▶ PROBLEM DESCRIPTION:
In the listing below, the answer starts at the line that has "pub fn matches_label(&self, label: &str, names: &MonthNames)" and stops after the line that has "fn from(m: T)"; please repeat that part exactly and nothing more.

▶ GIVEN INFORMATION:
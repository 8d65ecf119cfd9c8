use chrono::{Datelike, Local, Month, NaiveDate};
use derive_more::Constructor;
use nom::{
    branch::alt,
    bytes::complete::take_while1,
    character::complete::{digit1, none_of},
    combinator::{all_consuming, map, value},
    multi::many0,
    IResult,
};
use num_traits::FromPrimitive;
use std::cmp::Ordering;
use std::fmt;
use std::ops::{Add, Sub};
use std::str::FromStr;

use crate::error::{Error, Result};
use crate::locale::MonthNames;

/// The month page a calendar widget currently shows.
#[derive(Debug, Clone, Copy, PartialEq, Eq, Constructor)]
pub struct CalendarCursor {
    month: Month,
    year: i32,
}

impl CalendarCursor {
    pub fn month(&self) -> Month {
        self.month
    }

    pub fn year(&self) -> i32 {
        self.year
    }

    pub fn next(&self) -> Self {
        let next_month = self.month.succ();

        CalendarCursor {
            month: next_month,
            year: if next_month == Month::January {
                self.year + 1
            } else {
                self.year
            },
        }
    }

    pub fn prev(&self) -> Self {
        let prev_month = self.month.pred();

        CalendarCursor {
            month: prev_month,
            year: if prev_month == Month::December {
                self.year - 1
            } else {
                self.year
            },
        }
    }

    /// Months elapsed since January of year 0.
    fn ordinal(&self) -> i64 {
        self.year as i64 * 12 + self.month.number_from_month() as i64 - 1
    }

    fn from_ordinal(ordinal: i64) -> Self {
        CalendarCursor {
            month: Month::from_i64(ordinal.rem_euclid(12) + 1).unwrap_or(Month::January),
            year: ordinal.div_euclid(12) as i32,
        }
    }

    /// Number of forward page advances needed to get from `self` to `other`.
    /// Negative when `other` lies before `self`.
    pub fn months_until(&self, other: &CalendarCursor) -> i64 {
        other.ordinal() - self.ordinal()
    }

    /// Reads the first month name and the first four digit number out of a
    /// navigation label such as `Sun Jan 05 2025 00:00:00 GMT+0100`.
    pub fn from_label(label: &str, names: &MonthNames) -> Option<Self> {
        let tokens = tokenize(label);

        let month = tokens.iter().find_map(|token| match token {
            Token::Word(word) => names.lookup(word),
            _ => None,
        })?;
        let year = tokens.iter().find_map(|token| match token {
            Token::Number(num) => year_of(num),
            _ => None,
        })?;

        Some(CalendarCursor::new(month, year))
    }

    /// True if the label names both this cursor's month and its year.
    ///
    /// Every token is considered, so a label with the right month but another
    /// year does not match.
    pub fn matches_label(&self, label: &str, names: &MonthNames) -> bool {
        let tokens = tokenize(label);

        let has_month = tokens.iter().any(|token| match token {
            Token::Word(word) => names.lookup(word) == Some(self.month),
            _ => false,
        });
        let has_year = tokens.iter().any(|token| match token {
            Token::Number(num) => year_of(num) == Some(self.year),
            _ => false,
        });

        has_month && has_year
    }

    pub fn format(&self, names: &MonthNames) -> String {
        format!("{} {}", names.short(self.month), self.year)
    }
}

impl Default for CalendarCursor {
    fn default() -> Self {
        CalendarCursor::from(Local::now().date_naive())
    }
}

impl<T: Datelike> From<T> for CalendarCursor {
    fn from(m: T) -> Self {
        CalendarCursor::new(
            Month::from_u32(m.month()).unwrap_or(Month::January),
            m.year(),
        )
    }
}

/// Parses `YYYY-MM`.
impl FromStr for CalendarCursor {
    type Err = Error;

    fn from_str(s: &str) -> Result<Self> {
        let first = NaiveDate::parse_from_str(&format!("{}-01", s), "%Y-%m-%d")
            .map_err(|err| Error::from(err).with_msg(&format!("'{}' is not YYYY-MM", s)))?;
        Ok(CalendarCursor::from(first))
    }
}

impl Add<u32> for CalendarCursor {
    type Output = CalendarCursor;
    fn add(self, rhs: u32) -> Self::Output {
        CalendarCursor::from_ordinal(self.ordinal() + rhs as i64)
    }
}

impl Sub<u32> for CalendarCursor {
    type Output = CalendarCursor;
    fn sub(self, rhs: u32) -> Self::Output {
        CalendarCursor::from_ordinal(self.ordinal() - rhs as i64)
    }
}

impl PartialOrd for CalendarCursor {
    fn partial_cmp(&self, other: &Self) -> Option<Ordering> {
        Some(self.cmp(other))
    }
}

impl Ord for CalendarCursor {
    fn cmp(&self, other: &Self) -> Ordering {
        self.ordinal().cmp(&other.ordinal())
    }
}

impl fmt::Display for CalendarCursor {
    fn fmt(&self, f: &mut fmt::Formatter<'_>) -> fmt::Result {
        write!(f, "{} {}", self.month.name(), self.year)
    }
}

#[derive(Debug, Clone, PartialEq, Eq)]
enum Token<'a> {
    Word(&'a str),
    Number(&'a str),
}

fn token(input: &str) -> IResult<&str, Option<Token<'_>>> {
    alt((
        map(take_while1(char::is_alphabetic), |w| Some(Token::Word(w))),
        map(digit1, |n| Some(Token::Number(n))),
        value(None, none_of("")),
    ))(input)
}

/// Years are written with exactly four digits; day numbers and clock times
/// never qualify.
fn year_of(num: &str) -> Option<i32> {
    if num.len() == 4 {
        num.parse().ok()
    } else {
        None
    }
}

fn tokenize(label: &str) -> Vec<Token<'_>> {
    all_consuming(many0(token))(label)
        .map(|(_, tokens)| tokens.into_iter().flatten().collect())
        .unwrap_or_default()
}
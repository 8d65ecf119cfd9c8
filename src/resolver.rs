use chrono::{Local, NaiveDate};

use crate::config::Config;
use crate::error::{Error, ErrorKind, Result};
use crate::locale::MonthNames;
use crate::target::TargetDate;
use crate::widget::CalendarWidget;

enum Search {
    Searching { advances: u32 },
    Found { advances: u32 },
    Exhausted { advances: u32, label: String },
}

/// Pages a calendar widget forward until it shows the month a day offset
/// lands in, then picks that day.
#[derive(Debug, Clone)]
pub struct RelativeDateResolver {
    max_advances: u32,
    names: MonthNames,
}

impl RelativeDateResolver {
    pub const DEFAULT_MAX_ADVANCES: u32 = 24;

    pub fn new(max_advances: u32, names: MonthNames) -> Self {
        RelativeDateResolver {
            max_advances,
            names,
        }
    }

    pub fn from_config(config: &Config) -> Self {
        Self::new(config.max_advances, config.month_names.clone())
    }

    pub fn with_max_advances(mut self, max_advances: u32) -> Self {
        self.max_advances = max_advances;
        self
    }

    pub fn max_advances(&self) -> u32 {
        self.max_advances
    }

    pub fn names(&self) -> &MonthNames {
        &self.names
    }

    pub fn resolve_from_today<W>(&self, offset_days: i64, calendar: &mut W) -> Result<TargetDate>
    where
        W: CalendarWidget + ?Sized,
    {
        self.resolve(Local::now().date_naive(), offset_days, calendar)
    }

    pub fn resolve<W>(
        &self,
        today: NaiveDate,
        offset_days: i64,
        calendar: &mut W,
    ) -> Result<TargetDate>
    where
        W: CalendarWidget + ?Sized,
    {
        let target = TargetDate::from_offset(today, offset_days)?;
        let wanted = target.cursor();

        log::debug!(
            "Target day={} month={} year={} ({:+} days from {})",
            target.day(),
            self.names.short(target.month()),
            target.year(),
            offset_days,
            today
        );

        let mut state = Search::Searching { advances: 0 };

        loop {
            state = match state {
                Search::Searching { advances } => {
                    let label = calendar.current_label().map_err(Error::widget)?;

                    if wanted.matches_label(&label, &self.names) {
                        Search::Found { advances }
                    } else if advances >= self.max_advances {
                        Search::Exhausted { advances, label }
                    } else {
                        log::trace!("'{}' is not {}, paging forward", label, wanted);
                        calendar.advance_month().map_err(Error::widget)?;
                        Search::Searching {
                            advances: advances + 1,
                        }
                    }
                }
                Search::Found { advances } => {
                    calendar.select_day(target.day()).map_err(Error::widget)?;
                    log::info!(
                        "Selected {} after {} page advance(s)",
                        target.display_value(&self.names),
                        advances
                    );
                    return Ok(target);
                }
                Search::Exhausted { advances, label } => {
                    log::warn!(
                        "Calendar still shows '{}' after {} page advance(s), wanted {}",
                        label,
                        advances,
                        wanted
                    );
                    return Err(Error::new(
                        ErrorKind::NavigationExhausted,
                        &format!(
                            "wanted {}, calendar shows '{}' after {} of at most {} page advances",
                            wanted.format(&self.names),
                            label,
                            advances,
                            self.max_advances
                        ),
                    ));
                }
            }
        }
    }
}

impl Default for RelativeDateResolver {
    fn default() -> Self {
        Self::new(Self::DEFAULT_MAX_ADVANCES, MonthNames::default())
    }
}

▶ OUTPUT OF THE TASK:
    pub fn matches_label(&self, label: &str, names: &MonthNames) -> bool {
        let tokens = tokenize(label);

        let has_month = tokens.iter().any(|token| match token {
            Token::Word(word) => names.lookup(word) == Some(self.month),
            _ => false,
        });
        let has_year = tokens.iter().any(|token| match token {
            Token::Number(num) => year_of(num) == Some(self.year),
            _ => false,
        });

        has_month && has_year
    }

    pub fn format(&self, names: &MonthNames) -> String {
        format!("{} {}", names.short(self.month), self.year)
    }
}

impl Default for CalendarCursor {
    fn default() -> Self {
        CalendarCursor::from(Local::now().date_naive())
    }
}

impl<T: Datelike> From<T> for CalendarCursor {
    fn from(m: T) -> Self {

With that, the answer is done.